Researchers tested eight aphasia patients who had experienced a single stroke at least one year previously that affected the inferior longitudinal fasciculus (ILF) region of the brain.
Participants underwent a series of tests and MRI scans before and after a three-week course of intensive speech therapy.
The results showed significant pre- to post-therapy improvements in ILF areas that had sustained the most damage. Participant scores in object-naming tests improved from the baseline, partly as a result of fewer semantic errors.
Furthermore, the study supported the dual-stream language theory, which states that ventral brain networks are linked to semantic skills (finding the correct word to use) and dorsal networks are associated with phonemic skills (pronouncing words).
Summarising the findings, Leonardo Bonilha MD, PhD, an associate professor of neurology at MUSC and senior author of the report, said people experiencing benefits from speech therapy "got better because their brain network got structurally stronger".
He added: "The residual connections got stronger in an area where semantic knowledge is integrated.

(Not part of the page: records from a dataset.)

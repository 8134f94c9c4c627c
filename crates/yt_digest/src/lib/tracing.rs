use tracing_bunyan_formatter::{BunyanFormattingLayer, JsonStorageLayer};
use tracing_subscriber::{fmt, layer::SubscriberExt, util::SubscriberInitExt, EnvFilter, Registry};

/// Installs the global subscriber.
///
/// `RUST_LOG` controls filtering (default `info`); `LOG_FORMAT=json` switches
/// to Bunyan formatted JSON lines. Everything is written to stderr so stdout
/// stays free for reports.
pub fn init_tracing_subscriber() -> anyhow::Result<()> {
    let env_filter = EnvFilter::try_from_default_env().unwrap_or_else(|_| EnvFilter::new("info"));

    let registry = Registry::default()
        .with(env_filter)
        .with(sentry_tracing::layer());

    match std::env::var("LOG_FORMAT").as_deref() {
        Ok("json") => registry
            .with(JsonStorageLayer)
            .with(BunyanFormattingLayer::new(
                env!("CARGO_PKG_NAME").into(),
                std::io::stderr,
            ))
            .try_init()?,
        _ => registry
            .with(fmt::layer().with_target(false).with_writer(std::io::stderr))
            .try_init()?,
    }

    Ok(())
}
pub mod builder;

use chrono::{DateTime, Utc};
use itertools::Itertools;
use serde::Serialize;

use crate::{
    llm::{config::LlmConfig, prompt, summarize_with, Summarizer, SummaryResult},
    yt::{
        subscriptions::{updates_text_block, SubscriptionUpdate},
        transcript::{TranscriptFetcher, TranscriptResult},
        CaptionSource, SubscriptionFeed,
    },
};

/// Transcript and summary for one requested video
#[derive(Debug, Clone, Serialize)]
pub struct VideoDigest {
    pub input: String,
    pub transcript: TranscriptResult,
    /// Absent when the transcript could not be fetched
    pub summary: Option<SummaryResult>,
}

#[derive(Debug, Clone, Serialize)]
pub struct Report {
    pub generated_at: DateTime<Utc>,
    pub updates: Vec<SubscriptionUpdate>,
    pub summary: SummaryResult,
    pub videos: Vec<VideoDigest>,
}

impl Report {
    /// Plain text rendering for the terminal
    pub fn render(&self) -> String {
        let mut output = String::new();

        output.push_str(&format!(
            "YouTube Subscriber Report ({})\n\n",
            self.generated_at.format("%Y-%m-%d %H:%M UTC")
        ));

        if !self.updates.is_empty() {
            output.push_str("Updates:\n");
            output.push_str(&self.updates.iter().join("\n"));
            output.push_str("\n\n");
        }

        output.push_str("---Generated Report Summary---\n");
        output.push_str(&render_summary(&self.summary));
        output.push_str("\n---End of Report---\n");

        for video in &self.videos {
            output.push_str(&format!("\n## {}\n", video.input));
            output.push_str(&format!("{}\n", video.transcript.describe()));
            if let Some(summary) = &video.summary {
                output.push('\n');
                output.push_str(&render_summary(summary));
                output.push('\n');
            }
        }

        output
    }
}

fn render_summary(summary: &SummaryResult) -> String {
    match &summary.error {
        Some(error) => format!("Failed to generate summary: {error}"),
        None => summary.summary.clone(),
    }
}

/// Pulls subscription updates and videos through the summarizer
#[derive(Debug)]
pub struct ReportGenerator<F, S, C>
where
    F: SubscriptionFeed + Send + Sync + 'static,
    S: Summarizer + Send + Sync + 'static,
    C: CaptionSource + Send + Sync + 'static,
{
    feed: F,
    summarizer: S,
    fetcher: TranscriptFetcher<C>,
    config: LlmConfig,
    videos: Vec<String>,
}

impl<F, S, C> ReportGenerator<F, S, C>
where
    F: SubscriptionFeed + Send + Sync + 'static,
    S: Summarizer + Send + Sync + 'static,
    C: CaptionSource + Send + Sync + 'static,
{
    #[tracing::instrument(skip_all)]
    async fn summarize_updates(&self, updates: &[SubscriptionUpdate]) -> SummaryResult {
        let text = updates_text_block(updates);
        if updates.is_empty() {
            tracing::info!("No updates found, the LLM will receive a default message");
        }
        summarize_with(&self.summarizer, &text, &self.config, prompt::UPDATES).await
    }

    #[tracing::instrument(skip(self))]
    async fn digest_video(&self, input: &str) -> VideoDigest {
        let transcript = self.fetcher.fetch(input).await;

        let summary = match transcript.transcript.as_deref() {
            Some(text) if transcript.success => Some(
                summarize_with(&self.summarizer, text, &self.config, prompt::TRANSCRIPT).await,
            ),
            _ => {
                tracing::warn!(status = %transcript.describe(), "Skipping summary");
                None
            }
        };

        VideoDigest {
            input: input.to_string(),
            transcript,
            summary,
        }
    }

    /// Builds the report.
    ///
    /// Only a failing feed aborts; transcript and summary failures are
    /// recorded in the report.
    #[tracing::instrument(skip(self), fields(videos = self.videos.len()))]
    pub async fn run(&self) -> anyhow::Result<Report> {
        tracing::info!("Starting report generation");

        let updates = self.feed.fetch_updates().await?;
        tracing::info!(count = updates.len(), "Processing subscription updates");

        let summary = self.summarize_updates(&updates).await;

        let mut videos = Vec::with_capacity(self.videos.len());
        for input in &self.videos {
            videos.push(self.digest_video(input).await);
        }

        tracing::info!("Report generation complete");

        Ok(Report {
            generated_at: Utc::now(),
            updates,
            summary,
            videos,
        })
    }
}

Phonemics weren't related to these changes."
Lead author Emilie McKinnon, an MD and PhD candidate in MUSC's Department of Neurology, said the ultimate goal from a therapeutic point of view is to be able to look at an MRI scan and identify a patient's residual strength.
"If we see that the ventral area is really weak, but the phonemics network is damaged beyond repair, we could recommend semantically oriented therapies," she explained.
This approach could also prove useful in other cases, such as when motor control is affected by stroke.